Hard to believe September’s just around the corner. This past month has had a massive heatwave and water shortages in my province, followed by not exactly a cold snap, but the mornings are chilly enough that some of the vegetables in my little garden are taking exception to it. Yay, Canada.
Anyway, last month was Manga Month here, and my goal was to read and review 2-3 titles a week. How did I do with that?
Eh, not so great. For reasons I will get into later.
But, I did get some things accomplished, so there’s that!
The Fox and the Little Tanuki, vol 2, by Tagawa Mi
There Are Things I Can’t Tell You, by Mofumofu Edako
A Gentle Noble’s Vacation Recommendation, by Momochi, Sando, & Misaki
Blue Flag, vol 1, by KAITO
Venus in the Blind Spot, by Junji Ito
Fangs, by Sarah Andersen
I know that last one isn’t a manga, but I read it this past month and wanted to say a little about it, so I threw it in anyway. It’s still a story in graphic form, so I’m declaring that it kinda sorta counts a little.
Upcoming in September
And that brings us to what went wrong with Manga Month. I’ve mentioned before that I’m going through some unpredictable health crap lately, and honestly, it’s not done with me. Life is… day-to-day. Some days my pain levels are manageable, I get a decent amount of sleep even if it’s not at normal times, and I can do things. I think I can keep doing things. Then comes the inevitable day when my pain levels are higher or I hit a fatigue flare and everything goes to hell, and my time becomes all about managing. Just… managing, until things improve.
On those days, which are honestly about 50% of the time now, I’m pretty much useless. It has taken me over a week to read some books, because I just don’t have the energy to concentrate to read more than a few pages at a time. I can’t manage to play video games, even ones I’ve already played before and know well. When things get bad, I might not be unable to get out of bed, but I’m not good for much beyond idly staring at the TV, because anything more complicated than that takes brain power that I just don’t have.
Which made it really difficult to read 2-3 volumes of manga a week.
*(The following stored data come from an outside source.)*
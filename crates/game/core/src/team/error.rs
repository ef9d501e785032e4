use crate::error::{ErrorSeverity, GameError};
use crate::roster::WordHandle;
use crate::word::Stat;

/// Errors raised by team construction and team operations.
#[derive(Clone, Debug, PartialEq, Eq, thiserror::Error)]
pub enum TeamError {
    #[error("team must have {min}..={max} members (got {count})")]
    InvalidSize { count: usize, min: usize, max: usize },

    #[error("{handle} appears more than once in the team")]
    DuplicateMember { handle: WordHandle },

    #[error("switch target {index} is out of range (team has {len} members)")]
    SwitchOutOfRange { index: usize, len: usize },

    #[error("switch target {index} is already the active word")]
    SwitchToActive { index: usize },

    #[error("switch target {index} has fainted")]
    SwitchToFainted { index: usize },

    #[error("{stat} boost {boost} is outside -4..=4")]
    BoostOutOfRange { stat: Stat, boost: i8 },

    #[error("not enough technical points: need {cost}, have {available}")]
    NotEnoughTechnicalPoints { cost: u8, available: u8 },

    /// A team member no longer resolves in the owning roster.
    #[error("team member {handle} is missing from the roster")]
    MissingMember { handle: WordHandle },
}

impl GameError for TeamError {
    fn severity(&self) -> ErrorSeverity {
        use TeamError::*;
        match self {
            InvalidSize { .. }
            | DuplicateMember { .. }
            | SwitchOutOfRange { .. }
            | SwitchToActive { .. }
            | SwitchToFainted { .. }
            | BoostOutOfRange { .. } => ErrorSeverity::Validation,
            NotEnoughTechnicalPoints { .. } => ErrorSeverity::Recoverable,
            MissingMember { .. } => ErrorSeverity::Fatal,
        }
    }

    fn error_code(&self) -> &'static str {
        use TeamError::*;
        match self {
            InvalidSize { .. } => "TEAM_INVALID_SIZE",
            DuplicateMember { .. } => "TEAM_DUPLICATE_MEMBER",
            SwitchOutOfRange { .. } => "TEAM_SWITCH_OUT_OF_RANGE",
            SwitchToActive { .. } => "TEAM_SWITCH_TO_ACTIVE",
            SwitchToFainted { .. } => "TEAM_SWITCH_TO_FAINTED",
            BoostOutOfRange { .. } => "TEAM_BOOST_OUT_OF_RANGE",
            NotEnoughTechnicalPoints { .. } => "TEAM_NOT_ENOUGH_TP",
            MissingMember { .. } => "TEAM_MISSING_MEMBER",
        }
    }
}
And write reviews. It was just too much for me.
I’ve had to made some very difficult decisions these past few months. You see, every month I think, “Okay, I’ll take it easy this month, put a few things on hold, and with some extra rest, I’m sure I’ll be able to handle things normally again next month.” Only, I’ve been doing that since June. And slowly I’ve dropped more and more projects, more and more of my passions, things I really enjoy doing and sharing with other people, because I just can’t handle them with any degree of regularity or confidence anymore.
I strive for a review a week here. I don’t know if I can manage that at the moment.
So, here’s the tough decision: I’m not going to try.
I’m not dropping writing reviews entirely. I’m just not going to stress if I can’t manage 4-5 reviews a month. Not now, not when I’ve got other stuff going on like this. If I can do that, great. If not, no big deal, I’m not going to stress over it and add to my worries. As it is, it’s already difficult to have to admit to myself that even reading books, something that used to be a huge refuge for me, is on occasion becoming too much to handle. That I can’t handle doing even half as much as I could 5 years ago. Whatever’s going on with me right now, it’s taking a lot from me, and trying to not be upset by that is impossible, so I’ll settle instead for just trying to not feel guilty that I’m not able to provide the amount of content I usually do.
Which, let’s face it, is still only a patch on what most review bloggers do these days anyway.
So this “do what I can” plan is in effect going forward, for an indefinite period of time, until I meet with a doctor and figure out what’s wrong with me and get some sort of treatment or management plan going. I want my life to become more than just, “days when I’m barely managing, days when I’m recovering from bad days, and a few actually good days in between.” I want answers, I want a plan, but in the meantime, life really is just trying to cope as best I can, and trying to not be too hard on myself when I struggle.
So, I appreciate everyone’s patience. Fingers crossed that when I meet with a rheumatologist (who even knows when that will be, but I expect I still have some months to wait before I hear anything), they’ll be all, “Aha, I know exactly what’s wrong!” and it’s something that can be managed relatively simply with a couple of daily pills or something. I want to come out of this debacle similarly to how I did when I found out I was incapable of absorbing vitamin B12. It’s a serious condition that could disable or even kill me if left untreated, but treatment is nothing more than an injection of liquid B12 every week. That’s it. Very serious, but also very treatable. That’s kind of what I’m hoping for with this, too.
In the meantime, I hope you all find so many good books to read and to recommend to me, so I can vicariously live through all of my bibliophile friends!